- [Task statement]: Note each line of the listing that contains the string "BufReader", and copy it.

- [Supplied data]:
//! End-to-end exchange between a client machine and a server service
//! over localhost: version handshake, a build command, and teardown.

use palisade::codec::{BuildType, Value};
use palisade::machine::SharedState;
use palisade::session::SharedHandler;
use palisade::{
    Acceptor, Event, Machine, MachineDriver, Service, Session, State, StopMode, PROTOCOL_VERSION,
};
use std::sync::{Arc, Mutex as StdMutex};
use std::time::Duration;
use tokio::io::{AsyncBufReadExt, AsyncWriteExt, BufReader};
use tokio::net::TcpStream;
use tokio::sync::{Mutex, Notify};
use tokio::time::timeout;

/// Server-side opening state: check the protocol version, then hand
/// the connection to the play state.
struct ServerGreeting;

impl State for ServerGreeting {
    fn handle(&self, machine: &mut Machine, event: Event) -> bool {
        if event != Event::Recv {
            return false;
        }
        if let Some(values) = machine.recv("version %u") {
            match values.as_slice() {
                [Value::Uint(version)] if *version == PROTOCOL_VERSION => {
                    machine.send_line("welcome");
                    machine.goto(Arc::new(ServerPlay), "play");
                }
                _ => {
                    machine.send_line("reject");
                    if let Some(session) = machine.session() {
                        session.close();
                    }
                }
            }
            return true;
        }
        false
    }
}

/// Server-side play state: acknowledge build commands, honor quit.
struct ServerPlay;

impl State for ServerPlay {
    fn handle(&self, machine: &mut Machine, event: Event) -> bool {
        if event != Event::Recv {
            return false;
        }
        if let Some(values) = machine.recv("built %B %d %d %d") {
            if let [Value::Build(build), ..] = values.as_slice() {
                machine.send("built ok %B", &[Value::Build(*build)]);
            }
            return true;
        }
        if machine.recv("quit").is_some() {
            if let Some(session) = machine.session() {
                session.close();
            }
            return true;
        }
        false
    }
}

struct GameAcceptor;

#[async_trait::async_trait]
impl Acceptor for GameAcceptor {
    async fn on_accept(&self, _session: &Session) -> SharedHandler {
        let mut machine = Machine::new("server-player");
        machine.goto(Arc::new(ServerGreeting), "greeting");
        Arc::new(MachineDriver::new(Arc::new(Mutex::new(machine))))
    }
}

/// Client-side opening state: announce the version, wait for welcome.
struct ClientStart {
    log: Arc<StdMutex<Vec<String>>>,
    done: Arc<Notify>,
}

impl State for ClientStart {
    fn handle(&self, machine: &mut Machine, event: Event) -> bool {
        match event {
            Event::NetConnect => {
                machine.send("version %u", &[Value::Uint(PROTOCOL_VERSION)]);
                false
            }
            Event::Recv => {
                if machine.recv("welcome").is_some() {
                    let build: SharedState = Arc::new(ClientBuild {
                        log: self.log.clone(),
                        done: self.done.clone(),
                    });
                    machine.goto(build, "build");
                    return true;
                }
                false
            }
            _ => false,
        }
    }
}

/// Client-side build state: place a settlement on entry, record the
/// acknowledgement.
struct ClientBuild {
    log: Arc<StdMutex<Vec<String>>>,
    done: Arc<Notify>,
}

impl State for ClientBuild {
    fn handle(&self, machine: &mut Machine, event: Event) -> bool {
        match event {
            Event::Enter => {
                machine.send(
                    "built %B %d %d %d",
                    &[
                        Value::Build(BuildType::Settlement),
                        Value::Int(3),
                        Value::Int(4),
                        Value::Int(1),
                    ],
                );
                false
            }
            Event::Recv => {
                if let Some(values) = machine.recv("built ok %B") {
                    self.log.lock().unwrap().push(format!("{values:?}"));
                    self.done.notify_one();
                    return true;
                }
                false
            }
            _ => false,
        }
    }
}

#[tokio::test]
async fn client_and_server_machines_exchange_commands() -> anyhow::Result<()> {
    let service = Service::listen(0, Arc::new(GameAcceptor)).await?;

    let log = Arc::new(StdMutex::new(Vec::new()));
    let done = Arc::new(Notify::new());
    let mut machine = Machine::new("client");
    machine.goto(
        Arc::new(ClientStart {
            log: log.clone(),
            done: done.clone(),
        }),
        "start",
    );
    let machine = Arc::new(Mutex::new(machine));
    let session = Machine::connect(machine.clone(), "127.0.0.1", service.port()).await?;

    timeout(Duration::from_secs(5), done.notified()).await?;
    assert!(log.lock().unwrap()[0].contains("Settlement"));
    assert_eq!(machine.lock().await.current_name(), Some("build"));

    session.close();
    session.closed().await;
    service.stop(StopMode::AfterLastSession).await;
    Ok(())
}

#[tokio::test]
async fn version_mismatch_is_rejected_and_closed() -> anyhow::Result<()> {
    let service = Service::listen(0, Arc::new(GameAcceptor)).await?;

    let peer = TcpStream::connect(("127.0.0.1", service.port())).await?;
    let mut reader = BufReader::new(peer);
    reader.get_mut().write_all(b"version 2\n").await?;

    let mut line = String::new();
    reader.read_line(&mut line).await?;
    assert_eq!(line, "reject\n");

    // The server closes the connection after rejecting.
    line.clear();
    let n = timeout(Duration::from_secs(5), reader.read_line(&mut line)).await??;
    assert_eq!(n, 0);

    service.stop(StopMode::Now).await;
    Ok(())
}

#[tokio::test]
async fn server_machine_sees_net_close() -> anyhow::Result<()> {
    // A machine whose global handler records the close event.
    struct CloseWatcher {
        closed: Arc<Notify>,
    }
    impl State for CloseWatcher {
        fn handle(&self, _machine: &mut Machine, event: Event) -> bool {
            if event == Event::NetClose {
                self.closed.notify_one();
            }
            false
        }
    }
    struct WatchingAcceptor {
        closed: Arc<Notify>,
    }
    #[async_trait::async_trait]
    impl Acceptor for WatchingAcceptor {
        async fn on_accept(&self, _session: &Session) -> SharedHandler {
            let mut machine = Machine::new("server-player");
            machine.goto(Arc::new(ServerGreeting), "greeting");
            machine.set_global_handler(Arc::new(CloseWatcher {
                closed: self.closed.clone(),
            }));
            Arc::new(MachineDriver::new(Arc::new(Mutex::new(machine))))
        }
    }

    let closed = Arc::new(Notify::new());
    let service = Service::listen(
        0,
        Arc::new(WatchingAcceptor {
            closed: closed.clone(),
        }),
    )
    .await?;

    let peer = TcpStream::connect(("127.0.0.1", service.port())).await?;
    drop(peer);

    timeout(Duration::from_secs(5), closed.notified()).await?;
    service.stop(StopMode::Now).await;
    Ok(())
}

- [Response to the exercise]:
use tokio::io::{AsyncBufReadExt, AsyncWriteExt, BufReader};
    let mut reader = BufReader::new(peer);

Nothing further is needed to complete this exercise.